La pobreza crítica acosa a la juventud En lo que atañe a Bolivia, corresponde demandar que haya una mayor dedicación a los niños que trabajan y a los jóvenes que viven en la pobreza, tanto de parte del Estado como de la propia sociedad. Las acciones tienen que ser tomadas ahora mismo.
Un Informe del Banco Mundial, difundido en Singapur, ha establecido que el 20 por ciento de los jóvenes bolivianos se hallan acosados por la pobreza crítica, eliminándose así la posibilidad de disfrutar de lo que se considera la mejor edad de la vida, pero, además, lo más penoso es que se les cierran las perspectivas de alcanzar un desarrollo armónico, para aportar en la edad adulta al progreso del país.

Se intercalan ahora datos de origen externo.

//! Public key selector choices

use serde::{Deserialize, Serialize};

/// Use whichever unlocked key authenticates first
pub const PUBKEY_ID_ANY: i64 = -1;

/// Never offer public keys for this host
pub const PUBKEY_ID_NEVER: i64 = -2;

/// One entry of the editor's key selector
#[derive(Debug, Clone, PartialEq, Eq, Serialize, Deserialize)]
#[serde(rename_all = "camelCase")]
pub struct PubkeyChoice {
    pub display_name: String,
    /// Stored as a string because the selector mixes built-ins and row ids
    pub value: String,
}

impl PubkeyChoice {
    #[must_use]
    pub fn new(display_name: impl Into<String>, value: impl Into<String>) -> Self {
        Self {
            display_name: display_name.into(),
            value: value.into(),
        }
    }

    /// Choices that precede the stored keys
    #[must_use]
    pub fn builtin() -> Vec<Self> {
        vec![
            Self::new("Use any unlocked key", PUBKEY_ID_ANY.to_string()),
            Self::new("Don't use keys", PUBKEY_ID_NEVER.to_string()),
        ]
    }
}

Aquel dato se halla contenido en el Informe que sobre el desarrollo y las nuevas generaciones presentó la institución, en la asamblea que tuvo la semana pasada en Singapur, juntamente con los gobernadores del Fondo Monetario Internacional.
Al referirse a la situación global, el Informe pone en evidencia la pobreza que aqueja a 1.300 millones de jóvenes en el mundo, cifra que es la más alta conocida hasta hoy en esta materia. A ello se añade que unos 130 millones de seres humanos, entre los 15 y los 24 años, no saben leer ni escribir, lo que agrava más aún el estado en que a edad temprana se vive en el planeta.

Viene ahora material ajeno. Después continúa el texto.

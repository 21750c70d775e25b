//! Host persistence abstract Trait

use async_trait::async_trait;

use crate::error::CoreResult;
use crate::types::{HostId, HostRecord};

/// Host record storage Trait
///
/// Platform implementation:
/// - `InMemoryHostRepository` (tests, ephemeral sessions)
/// - `JsonFileHostRepository` (CLI)
#[async_trait]
pub trait HostRepository: Send + Sync {
    /// Get all hosts
    async fn find_all(&self) -> CoreResult<Vec<HostRecord>>;

    /// Get host based on ID
    ///
    /// # Returns
    /// * `Ok(Some(host))` - host exists
    /// * `Ok(None)` - no host with this id
    async fn find_by_id(&self, id: HostId) -> CoreResult<Option<HostRecord>>;

    /// Save host (new or update)
    ///
    /// Records without an id are assigned one. Returns the stored id.
    async fn save(&self, host: &HostRecord) -> CoreResult<HostId>;

    /// Delete host
    async fn delete(&self, id: HostId) -> CoreResult<()>;
}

Los indicadores revelan que Bolivia es el tercer país de América Latina donde los niños se ven obligados a trabajar, lo que hace que el 19 por ciento de ellos, entre 7 y 14 años, estén involucrados en alguna actividad económica, tanto para sobrevivir personalmente como, en otros casos, incluso para sostener a su familia, por supuesto en condiciones muy precarias.
En este terreno, sin embargo, la situación es aún peor en Argentina y Guatemala, donde el 20,7% y el 20,1%, respectivamente, ocupan el primero y el segundo lugar con los niños que trabajan.

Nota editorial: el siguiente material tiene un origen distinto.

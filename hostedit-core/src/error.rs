//! Unified error type definition

use serde::Serialize;
use thiserror::Error;

use crate::types::HostId;

/// Core layer error type
#[derive(Error, Debug, Serialize)]
#[serde(tag = "code", content = "details")]
pub enum CoreError {
    /// The requested host does not exist in storage
    #[error("Host not found: {0}")]
    HostNotFound(HostId),

    /// The session-management service could not be reached
    #[error("Session service unavailable: {0}")]
    ServiceUnavailable(String),

    /// Storage layer error
    #[error("Storage error: {0}")]
    StorageError(String),

    /// serialization error
    #[error("Serialization error: {0}")]
    SerializationError(String),

    /// Configuration could not be loaded or written
    #[error("Config error: {0}")]
    ConfigError(String),

    /// Validation error
    #[error("Validation error: {0}")]
    ValidationError(String),
}

impl CoreError {
    /// Whether the error is part of normal operation (bad input, missing
    /// host, service not running) rather than a fault.
    ///
    /// Log at `warn` when `true`, at `error` when `false`.
    #[must_use]
    pub fn is_expected(&self) -> bool {
        match self {
            Self::HostNotFound(_) | Self::ServiceUnavailable(_) | Self::ValidationError(_) => true,
            Self::StorageError(_) | Self::SerializationError(_) | Self::ConfigError(_) => false,
        }
    }
}

impl From<serde_json::Error> for CoreError {
    fn from(e: serde_json::Error) -> Self {
        Self::SerializationError(e.to_string())
    }
}

/// Core layer Result type alias
pub type CoreResult<T> = std::result::Result<T, CoreError>;
//! Command-line schema and argument helpers

use std::path::PathBuf;

use anyhow::{bail, Context};
use clap::{Parser, Subcommand};

#[derive(Parser, Debug)]
#[command(name = "hostedit")]
#[command(about = "Edit saved terminal hosts and their character encodings")]
#[command(version)]
pub struct Cli {
    /// Config file to use instead of the platform default
    #[arg(long, short = 'c', value_name = "FILE")]
    pub config: Option<PathBuf>,

    /// Host store to use instead of the configured one
    #[arg(long, value_name = "FILE")]
    pub store: Option<PathBuf>,

    #[command(subcommand)]
    pub command: Command,
}

#[derive(Subcommand, Debug)]
pub enum Command {
    /// List the selectable character encodings
    Charsets,
    /// List saved hosts
    Hosts,
    /// Save a new SSH host
    Add {
        nickname: String,
        /// Connection target as user@host[:port] or user@[v6 address][:port]
        target: String,
        /// Encoding for the new host (configured default when omitted)
        #[arg(long, short = 'e')]
        encoding: Option<String>,
    },
    /// Change the encoding of a saved host
    SetEncoding {
        /// Host id as printed by `hosts`
        id: i64,
        /// Encoding name or display name as printed by `charsets`
        encoding: String,
    },
}

/// Parsed `user@host[:port]`
#[derive(Debug, Clone, PartialEq, Eq)]
pub struct Target {
    pub username: String,
    pub hostname: String,
    pub port: Option<u16>,
}

impl Target {
    pub fn parse(s: &str) -> anyhow::Result<Self> {
        let Some((username, rest)) = s.split_once('@') else {
            bail!("target must look like user@host[:port], got {s:?}");
        };
        if username.is_empty() {
            bail!("missing user name in {s:?}");
        }

        let (hostname, port) = if let Some(bracketed) = rest.strip_prefix('[') {
            // [v6 address] with an optional :port after the bracket
            let Some((host, after)) = bracketed.split_once(']') else {
                bail!("unclosed '[' in {s:?}");
            };
            let port = match after {
                "" => None,
                _ => match after.strip_prefix(':') {
                    Some(port) => Some(parse_port(port)?),
                    None => bail!("unexpected {after:?} after ']' in {s:?}"),
                },
            };
            (host, port)
        } else {
            match rest.rsplit_once(':') {
                Some((host, port)) => (host, Some(parse_port(port)?)),
                None => (rest, None),
            }
        };
        if hostname.is_empty() {
            bail!("missing host name in {s:?}");
        }

        Ok(Self {
            username: username.to_string(),
            hostname: hostname.to_string(),
            port,
        })
    }
}

fn parse_port(port: &str) -> anyhow::Result<u16> {
    port.parse::<u16>().with_context(|| format!("invalid port {port:?}"))
}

El documento del Banco Mundial reconoce que la política educativa boliviana mejoró la cobertura en el nivel primario, pero en la secundaria la brecha de inasistencia todavía es enorme. Sólo el 54% de los adolescentes, de entre 12 y 14 años, está matriculado y el 51%, entre los 15 y 17 años, asiste al colegio. El 19,7% se dedica únicamente a trabajar y el 80,3% comparte el trabajo con su educación.
El drama es más patético en el caso de las mujeres. El 19% de ellas son madres antes de llegar a los 18 años de edad, con la circunstancia de que el 16,5% dieron a luz sin haber recibido atención prenatal. El atraso y obviamente la pobreza se manifiestan en el hecho de que las jóvenes virtualmente desconocen los métodos anticonceptivos, lo que hace que a edad temprana se conviertan en madres, generalmente solteras.
Todo este panorama, tan elocuentemente adverso, ha dado lugar a que el Banco Mundial plantee a los líderes del mundo que se hallan ante la mejor oportunidad de invertir en la población joven, aprovechando que la economía del planeta está en franco crecimiento. Francois Bourguignon, primer vicepresidente y primer economista (Economía del Desarrollo) del Banco Mundial, instó a que los jóvenes de hoy reciban una preparación adecuada que les permita crear y encontrar buenos empleos y mejores perspectivas de vida a futuro.
En lo que atañe a Bolivia, corresponde demandar que haya una mayor dedicación a los niños que trabajan y a los jóvenes que viven en la pobreza, tanto de parte del Estado como de la propia sociedad. Las acciones tienen que ser tomadas ahora mismo, para salvar a las nuevas generaciones de las garras del atraso. Tal es el reto que se plantea para todos, en general.